- _What the exercise asks_
Whenever "https" appears in a line, please copy that line from the data.

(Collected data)
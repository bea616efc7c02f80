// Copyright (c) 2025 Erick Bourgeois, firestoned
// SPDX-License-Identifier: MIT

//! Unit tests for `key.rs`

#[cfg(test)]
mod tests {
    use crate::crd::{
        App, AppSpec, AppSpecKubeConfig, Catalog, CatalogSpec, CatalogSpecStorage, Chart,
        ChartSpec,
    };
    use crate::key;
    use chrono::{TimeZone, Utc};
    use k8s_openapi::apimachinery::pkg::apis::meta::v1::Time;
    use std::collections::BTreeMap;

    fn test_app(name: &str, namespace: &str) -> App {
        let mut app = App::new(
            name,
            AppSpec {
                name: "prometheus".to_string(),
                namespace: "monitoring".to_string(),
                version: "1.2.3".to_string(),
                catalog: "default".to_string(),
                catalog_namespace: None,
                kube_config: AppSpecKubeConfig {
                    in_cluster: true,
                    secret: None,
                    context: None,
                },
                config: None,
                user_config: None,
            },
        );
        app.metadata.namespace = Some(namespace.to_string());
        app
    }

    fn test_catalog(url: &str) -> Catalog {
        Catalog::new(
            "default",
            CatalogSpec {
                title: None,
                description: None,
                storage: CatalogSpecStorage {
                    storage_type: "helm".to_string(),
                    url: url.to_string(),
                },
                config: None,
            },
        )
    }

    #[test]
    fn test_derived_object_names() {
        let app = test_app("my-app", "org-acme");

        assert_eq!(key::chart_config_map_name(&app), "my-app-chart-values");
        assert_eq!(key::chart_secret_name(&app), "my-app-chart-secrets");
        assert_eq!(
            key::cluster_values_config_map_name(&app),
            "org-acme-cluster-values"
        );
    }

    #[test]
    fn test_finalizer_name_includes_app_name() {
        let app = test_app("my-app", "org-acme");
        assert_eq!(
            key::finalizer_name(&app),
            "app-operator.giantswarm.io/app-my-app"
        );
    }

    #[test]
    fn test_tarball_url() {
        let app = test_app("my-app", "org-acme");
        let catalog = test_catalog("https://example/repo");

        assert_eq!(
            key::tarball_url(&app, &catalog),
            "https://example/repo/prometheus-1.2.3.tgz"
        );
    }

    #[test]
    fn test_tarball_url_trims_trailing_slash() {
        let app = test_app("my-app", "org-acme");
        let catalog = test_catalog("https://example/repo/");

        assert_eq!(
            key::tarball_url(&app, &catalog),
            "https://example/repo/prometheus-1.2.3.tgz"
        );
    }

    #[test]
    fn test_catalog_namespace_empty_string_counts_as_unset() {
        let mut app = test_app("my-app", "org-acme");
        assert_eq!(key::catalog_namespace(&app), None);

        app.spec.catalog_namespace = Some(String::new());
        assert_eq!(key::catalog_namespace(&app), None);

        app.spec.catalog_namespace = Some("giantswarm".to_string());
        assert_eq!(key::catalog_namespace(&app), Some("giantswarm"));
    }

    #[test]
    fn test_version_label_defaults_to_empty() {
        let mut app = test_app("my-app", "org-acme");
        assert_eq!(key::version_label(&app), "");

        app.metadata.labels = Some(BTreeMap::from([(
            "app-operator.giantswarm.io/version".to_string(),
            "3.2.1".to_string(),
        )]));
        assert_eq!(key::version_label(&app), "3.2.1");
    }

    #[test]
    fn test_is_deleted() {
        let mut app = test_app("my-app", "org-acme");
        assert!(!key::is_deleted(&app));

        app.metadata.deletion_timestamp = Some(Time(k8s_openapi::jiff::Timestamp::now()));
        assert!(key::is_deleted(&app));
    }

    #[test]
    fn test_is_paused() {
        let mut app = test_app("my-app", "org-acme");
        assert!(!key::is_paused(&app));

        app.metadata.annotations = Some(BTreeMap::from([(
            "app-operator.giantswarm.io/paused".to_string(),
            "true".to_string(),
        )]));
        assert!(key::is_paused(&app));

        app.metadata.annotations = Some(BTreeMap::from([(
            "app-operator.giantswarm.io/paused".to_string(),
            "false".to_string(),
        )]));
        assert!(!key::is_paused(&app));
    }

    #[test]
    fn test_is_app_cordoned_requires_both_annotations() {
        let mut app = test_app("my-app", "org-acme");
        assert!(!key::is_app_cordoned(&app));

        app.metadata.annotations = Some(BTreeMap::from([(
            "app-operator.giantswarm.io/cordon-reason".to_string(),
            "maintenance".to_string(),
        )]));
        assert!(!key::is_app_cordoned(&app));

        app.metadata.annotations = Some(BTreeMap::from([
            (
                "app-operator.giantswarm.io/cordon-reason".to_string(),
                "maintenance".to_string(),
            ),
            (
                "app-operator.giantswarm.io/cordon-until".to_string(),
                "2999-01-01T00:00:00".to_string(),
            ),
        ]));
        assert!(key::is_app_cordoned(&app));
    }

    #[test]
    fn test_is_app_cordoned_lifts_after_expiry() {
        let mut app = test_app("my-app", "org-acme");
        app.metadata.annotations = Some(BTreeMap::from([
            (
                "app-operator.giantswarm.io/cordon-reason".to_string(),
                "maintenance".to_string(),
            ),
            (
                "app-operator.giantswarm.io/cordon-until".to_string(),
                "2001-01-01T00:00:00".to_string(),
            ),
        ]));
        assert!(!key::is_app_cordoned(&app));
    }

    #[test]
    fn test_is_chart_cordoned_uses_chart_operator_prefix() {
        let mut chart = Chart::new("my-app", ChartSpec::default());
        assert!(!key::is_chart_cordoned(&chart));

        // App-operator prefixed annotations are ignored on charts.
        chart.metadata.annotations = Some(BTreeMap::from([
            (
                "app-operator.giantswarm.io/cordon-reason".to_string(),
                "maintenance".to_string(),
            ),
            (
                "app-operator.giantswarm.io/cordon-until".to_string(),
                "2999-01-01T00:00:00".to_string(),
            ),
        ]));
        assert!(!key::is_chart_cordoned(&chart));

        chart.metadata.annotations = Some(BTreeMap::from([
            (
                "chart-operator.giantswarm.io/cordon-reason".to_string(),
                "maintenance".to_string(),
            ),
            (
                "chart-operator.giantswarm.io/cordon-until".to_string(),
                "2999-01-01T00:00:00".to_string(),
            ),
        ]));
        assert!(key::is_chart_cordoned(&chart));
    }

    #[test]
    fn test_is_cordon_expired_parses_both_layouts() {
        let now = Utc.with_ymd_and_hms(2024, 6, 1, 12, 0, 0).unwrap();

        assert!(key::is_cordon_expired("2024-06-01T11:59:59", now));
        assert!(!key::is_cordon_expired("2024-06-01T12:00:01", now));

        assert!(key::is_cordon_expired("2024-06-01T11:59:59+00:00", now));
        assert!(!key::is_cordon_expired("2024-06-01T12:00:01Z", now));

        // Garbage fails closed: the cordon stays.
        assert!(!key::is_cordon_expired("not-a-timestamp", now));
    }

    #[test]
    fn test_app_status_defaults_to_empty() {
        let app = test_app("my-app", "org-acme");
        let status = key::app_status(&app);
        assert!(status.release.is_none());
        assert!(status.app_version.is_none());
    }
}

- _Response to this exercise_
        let catalog = test_catalog("https://example/repo");
            "https://example/repo/prometheus-1.2.3.tgz"
        let catalog = test_catalog("https://example/repo/");
            "https://example/repo/prometheus-1.2.3.tgz"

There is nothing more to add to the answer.